Sebuah kelompok masyarakat sipil Indonesia telah meluncurkan pendanaan senilai jutaan dolar pada hari Senin, 8 Mei, untuk memberdayakan masyarakat adat dan lokal di seluruh Indonesia dalam perang melawan perubahan iklim. Pendanaan, yang dinamakan Dana Nusantara, merupakan mekanisme pertama bagi masyarakat adat dan lokal di Indonesia untuk menerima pendanaan langsung, dan diluncurkan oleh kelompok lingkungan WALHI, Konsorsium Pembaruan Agraria (KPA) dan LSM masyarakat adat AMAN. Mereka menerima dana awal sebesar $3 juta dari organisasi-organisasi filantropi internasional seperti Ford Foundation dan Packard Foundation.

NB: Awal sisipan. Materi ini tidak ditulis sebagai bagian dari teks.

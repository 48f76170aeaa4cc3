use serde::{Deserialize, Serialize};
use std::fmt;

/// Registry password (or token) that never shows up in logs.
///
/// Debug and Display print `<REDACTED, length N>` so a `Config` can be logged as a whole.
#[derive(Serialize, Deserialize, Clone, Default, PartialEq, Eq)]
#[serde(transparent)]
pub struct SecretString(String);

impl SecretString {
    #[cfg(test)]
    pub fn new(s: impl Into<String>) -> Self {
        SecretString(s.into())
    }

    /// Only call this where the raw value has to leave the process, e.g. the registry auth header.
    pub fn expose_secret(&self) -> &str {
        &self.0
    }

    pub fn is_empty(&self) -> bool {
        self.0.is_empty()
    }
}

impl fmt::Debug for SecretString {
    fn fmt(&self, f: &mut fmt::Formatter<'_>) -> fmt::Result {
        write!(f, "<REDACTED, length {}>", self.0.len())
    }
}

impl fmt::Display for SecretString {
    fn fmt(&self, f: &mut fmt::Formatter<'_>) -> fmt::Result {
        fmt::Debug::fmt(self, f)
    }
}
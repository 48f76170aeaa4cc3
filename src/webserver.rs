use crate::review::ReviewProcessor;
use axum::{
    Router,
    body::Bytes,
    extract::State,
    http::{StatusCode, header},
    response::{IntoResponse, Response},
    routing::{get, post},
};
use std::sync::Arc;
use tracing::{error, info};

pub async fn readiness_probe() -> impl IntoResponse {
    (StatusCode::OK, "OK")
}

/// Mutating webhook endpoint: mirrors the workload's images and answers with a JSON patch.
pub async fn clone_image(
    State(processor): State<Arc<ReviewProcessor>>,
    body: Bytes,
) -> Response {
    let response = processor.process(&body).await;
    let status = if response.malformed {
        StatusCode::BAD_REQUEST
    } else {
        StatusCode::OK
    };

    match response.encode() {
        Ok(bytes) => {
            info!("Writing admission review response");
            (status, [(header::CONTENT_TYPE, "application/json")], bytes).into_response()
        }
        Err(e) => {
            error!(error = %e, "Failed to encode admission review response");
            StatusCode::INTERNAL_SERVER_ERROR.into_response()
        }
    }
}

pub fn create_app(processor: Arc<ReviewProcessor>) -> Router {
    Router::new()
        .route("/readyz", get(readiness_probe))
        .route("/clone-image", post(clone_image))
        .with_state(processor)
}
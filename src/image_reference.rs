use std::fmt;

const DEFAULT_TAG: &str = "latest";

/// An image reference split the way the Docker Engine API wants it:
/// repository (`[registry/]path/name`) and tag or digest as separate parameters.
#[derive(Debug, PartialEq, Eq)]
pub struct ImageReference {
    pub repository: String,
    pub reference: Reference,
}

#[derive(Debug, PartialEq, Eq)]
pub enum Reference {
    Tag(String),
    Digest(String),
}

#[derive(Debug, PartialEq, Eq)]
pub enum ParseError {
    Empty,
    MissingRepository,
    InvalidFormat(String),
}

impl std::error::Error for ParseError {}
impl fmt::Display for ParseError {
    fn fmt(&self, f: &mut fmt::Formatter<'_>) -> fmt::Result {
        match self {
            ParseError::Empty => write!(f, "image reference is empty"),
            ParseError::MissingRepository => write!(f, "repository is missing"),
            ParseError::InvalidFormat(image) => write!(f, "invalid image format: {}", image),
        }
    }
}

#[cfg(test)]
impl fmt::Display for ImageReference {
    fn fmt(&self, f: &mut fmt::Formatter<'_>) -> fmt::Result {
        match &self.reference {
            Reference::Tag(tag) => write!(f, "{}:{}", self.repository, tag),
            Reference::Digest(digest) => write!(f, "{}@{}", self.repository, digest),
        }
    }
}

impl ImageReference {
    pub fn parse(s: &str) -> Result<Self, ParseError> {
        if s.is_empty() {
            return Err(ParseError::Empty);
        }
        if s.chars().any(char::is_whitespace) {
            return Err(ParseError::InvalidFormat(s.to_string()));
        }

        let (repository, reference) = if let Some((repository, digest)) = s.split_once('@') {
            if digest.is_empty() {
                return Err(ParseError::InvalidFormat(s.to_string()));
            }
            (repository, Reference::Digest(digest.to_string()))
        } else {
            // a colon before the last slash belongs to a registry port, not a tag
            let last_slash = s.rfind('/').map(|pos| pos + 1).unwrap_or(0);
            match s[last_slash..].rfind(':') {
                Some(pos) => {
                    let pos = last_slash + pos;
                    let tag = &s[pos + 1..];
                    if tag.is_empty() {
                        return Err(ParseError::InvalidFormat(s.to_string()));
                    }
                    (&s[..pos], Reference::Tag(tag.to_string()))
                }
                None => (s, Reference::Tag(DEFAULT_TAG.to_string())),
            }
        };

        if repository.is_empty() || repository.ends_with('/') {
            return Err(ParseError::MissingRepository);
        }

        Ok(Self {
            repository: repository.to_string(),
            reference,
        })
    }

    /// Value for the `tag` query parameter of the pull and push endpoints.
    pub fn tag_or_digest(&self) -> &str {
        match &self.reference {
            Reference::Tag(tag) => tag,
            Reference::Digest(digest) => digest,
        }
    }
}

Pendanaan ini adalah bagian dari Ikrar Kepemilikan Hutan senilai $1,7 miliar, yang pertama kali diumumkan pada KTT Iklim COP26 di Glasgow, dan mengakui peran penting masyarakat adat dan lokal dalam melindungi hutan tropis dan kontribusinya untuk memitigasi perubahan iklim. Indonesia, yang menjadi rumah bagi hutan hujan terbesar ketiga di dunia, mengklaim telah membuat sejumlah kemajuan dengan mengurangi laju kehilangan hutan selama lima tahun berturut-turut hingga 2021. Meskipun begitu, jumlah tutupan hutan terus menyusut.
Sebuah penelitian oleh Rainforest Foundation Norway menemukan bahwa masyarakat adat menerima dana iklim untuk manajemen hutan sekitar $2,7 miliar (sekitar Rp39,7 triliun) antara tahun 2011 dan 2020 dari para pendonor dan filantropi, setara dengan kurang dari satu persen bantuan pembangunan resmi untuk mitigasi dan adaptasi perubahan iklim selama periode tersebut.
Dana Nusantara diluncurkan untuk membantu memperbaiki ketidakseimbangan dalam distribusi dana iklim, kata presiden Ford Foundation, Darren Walker. Dana tersebut berupaya menjawab kebutuhan masyarakat lewat pendekatan dari bawah ke atas, mengharapkan mereka sendiri mengidentifikasi tantangan yang mereka hadapi dan solusinya. Para pendiri dana tersebut berusaha menarik investasi hingga $20 juta dalam 10 tahun ke depan untuk membantu memetakan lebih dari 20 juta hektar wilayah adat, dan meningkatkan perlindungan dan pendaftaran 7,8 juta hektar tanah adat di luar yang sudah diakui, di antara target-target lainnya.